Much to the dismay of many local residents, the federal government has lowered the "flood" boom, so-to-speak. With the implementation of the new FEMA (Federal Emergency Management Agency) flood zone maps on August 5th, many residents are finding that their property and homes are now classified as being in a special flood hazard area.
This can be a very big deal. First, some residents will be forced to buy flood insurance for the first time if their mortgage company requests it, and sooner than later it will. Secondly, many are reporting that the premiums for the insurance can be quite high.
Bulloch County building official and floodplain manager Dink Butler said the flood zone changes have taken affected residents by surprise.
"We have gotten a significant number of phone calls," he said. "It is a huge change for some people. Although hundreds of parcels have been moved out of flood zones with this new mapping, just as many or more have been moved in."
Butler said there was an open house held last October to provide information regarding Bulloch County's flood risk, flood insurance, floodplain development regulations, floodplain mapping, and timeline for adoption of the new maps, but there wasn't tremendous attendance.
"I don't think people realized how they would be affected," Butler said. "The last time flood maps were issued was 1991. Obviously, there has been a tremendous amount of construction in Bulloch County since then, and there are many homes that weren't built in flood zones that are now considered to be in flood zones."
Lee, Hill, and Johnston insurance agent Bobo Hook said buying flood insurance is not as simple as many think.
"Rating flood insurance accurately entails getting an elevation certificate by a surveyor, and then where your home sits on the property, and how it is constructed," Hook said. "Each property is unique. It takes some lead time to get that insurance."
Hook said he understands the frustration homeowners are facing when they find out that all of a sudden, they must buy flood insurance.
"It would be nice if you were truly grandfathered in to a preferred rate structure," he said. "However, the reality is each property is going to be rated based on accurate elevations and type of construction. For some people, this is going to be a significant expense for the time that the property is mortgaged. After the mortgage is retired, it is the homeowners decision whether or not to buy flood insurance."
Butler said there is some hope on the horizon.

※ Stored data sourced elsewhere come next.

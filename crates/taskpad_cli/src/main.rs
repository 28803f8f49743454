//! Command-line front end for taskpad.
//!
//! # Responsibility
//! - Map one invocation to one event turn on the task list service.
//! - Own process setup: database path, logging directory and level.

use anyhow::{anyhow, Context, Result};
use clap::{Parser, Subcommand};
use log::info;
use std::path::{Path, PathBuf};
use std::process::ExitCode;
use taskpad_core::db::open_db;
use taskpad_core::{
    core_version, default_log_level, init_logging, ping, CommandOutcome, Filter, KeyValueStore,
    SqliteStore, TaskCommand, TaskId, TaskListService,
};

#[derive(Parser, Debug)]
#[command(name = "taskpad", version, about = "Single-list to-do manager")]
struct Cli {
    /// SQLite file holding the task list
    #[arg(long, env = "TASKPAD_DB", default_value = "taskpad.sqlite3", global = true)]
    db: PathBuf,
    /// Directory for rolling log files; logging is off when unset
    #[arg(long, env = "TASKPAD_LOG_DIR", global = true)]
    log_dir: Option<PathBuf>,
    /// trace|debug|info|warn|error
    #[arg(long, env = "TASKPAD_LOG_LEVEL", global = true)]
    log_level: Option<String>,
    #[command(subcommand)]
    command: Command,
}

#[derive(Subcommand, Debug)]
enum Command {
    /// Add a task
    Add { text: String },
    /// List tasks
    List {
        #[arg(long, default_value_t = Filter::All)]
        filter: Filter,
        /// Print the visible tasks as JSON
        #[arg(long)]
        json: bool,
    },
    /// Flip a task between active and completed
    Toggle { id: TaskId },
    /// Replace a task's text; blank text keeps the old one
    Edit { id: TaskId, text: String },
    /// Delete a task
    Remove { id: TaskId },
    /// Delete every completed task
    ClearCompleted,
    /// Check core and database wiring
    Ping,
}

fn main() -> ExitCode {
    let cli = Cli::parse();
    match run(cli) {
        Ok(()) => ExitCode::SUCCESS,
        Err(err) => {
            eprintln!("error: {err:#}");
            ExitCode::FAILURE
        }
    }
}

fn run(cli: Cli) -> Result<()> {
    setup_logging(cli.log_dir.as_deref(), cli.log_level.as_deref())?;

    let conn = open_db(&cli.db)
        .with_context(|| format!("failed to open task database `{}`", cli.db.display()))?;
    let mut service = TaskListService::initialize(SqliteStore::new(&conn));

    match cli.command {
        Command::Add { text } => {
            let outcomes =
                service.dispatch_turn([TaskCommand::SetDraft(text), TaskCommand::SubmitDraft])?;
            match outcomes.last() {
                Some(CommandOutcome::Added(id)) => println!("added #{id}"),
                _ => println!("nothing added: task text is empty"),
            }
        }
        Command::List { filter, json } => {
            service.set_filter(filter);
            print_list(&service, json)?;
        }
        Command::Toggle { id } => {
            if let Some(CommandOutcome::Toggled { id, completed }) =
                service.dispatch_turn([TaskCommand::Toggle(id)])?.pop()
            {
                let state = if completed { "completed" } else { "active" };
                println!("#{id} is now {state}");
            }
        }
        Command::Edit { id, text } => {
            let outcomes = service.dispatch_turn([
                TaskCommand::BeginEdit(id),
                TaskCommand::SetEditText(text),
                TaskCommand::CommitEdit(id),
            ])?;
            match outcomes.last() {
                Some(CommandOutcome::EditCommitted { changed: true, .. }) => {
                    println!("updated #{id}")
                }
                _ => println!("#{id} unchanged"),
            }
        }
        Command::Remove { id } => {
            if let Some(CommandOutcome::Removed(task)) =
                service.dispatch_turn([TaskCommand::Remove(id)])?.pop()
            {
                println!("removed #{}", task.id);
            }
        }
        Command::ClearCompleted => {
            if let Some(CommandOutcome::Cleared(removed)) =
                service.dispatch_turn([TaskCommand::ClearCompleted])?.pop()
            {
                println!("cleared {removed} completed task(s)");
            }
        }
        Command::Ping => {
            println!("taskpad_core ping={}", ping());
            println!("taskpad_core version={}", core_version());
            println!("tasks={}", service.len());
        }
    }

    Ok(())
}

fn setup_logging(log_dir: Option<&Path>, level: Option<&str>) -> Result<()> {
    let Some(log_dir) = log_dir else {
        return Ok(());
    };
    let log_dir = std::path::absolute(log_dir)
        .with_context(|| format!("invalid log directory `{}`", log_dir.display()))?;
    let level = level
        .map(str::to_string)
        .unwrap_or_else(|| default_log_level().to_string());

    init_logging(&level, &log_dir.to_string_lossy()).map_err(|err| anyhow!("{err}"))?;
    info!("event=cli_start module=cli status=ok");
    Ok(())
}

fn print_list<S: KeyValueStore>(service: &TaskListService<S>, json: bool) -> Result<()> {
    if json {
        let tasks: Vec<_> = service.visible().map(|(_, task)| task).collect();
        println!("{}", serde_json::to_string_pretty(&tasks)?);
        return Ok(());
    }

    for (id, task) in service.visible() {
        let mark = if task.completed { "x" } else { " " };
        println!("[{mark}] {id:>3}  {}", task.text);
    }

    let counts = service.counts();
    println!(
        "{} task(s): {} active, {} completed (showing {})",
        counts.all,
        counts.active,
        counts.completed,
        service.filter()
    );
    if service.has_completed() {
        println!("run `taskpad clear-completed` to remove completed tasks");
    }
    Ok(())
}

"It is my understanding the federal government is going to "tighten" these maps up, and some properties that might be listed in flood zones today, won't be when the reissued maps come out in a couple of years," he said. "In the meantime, we have been issuing letters for property owners stating that the property was not in a flood zone before the map change. This has been helpful when purchasing flood insurance."
To check on the status of your parcel, you can go to Bulloch County's website and click on the Flood Map Update link on the home page. The address is www.bullochcounty.net.
So, until next Tuesday, I bid you au revoir.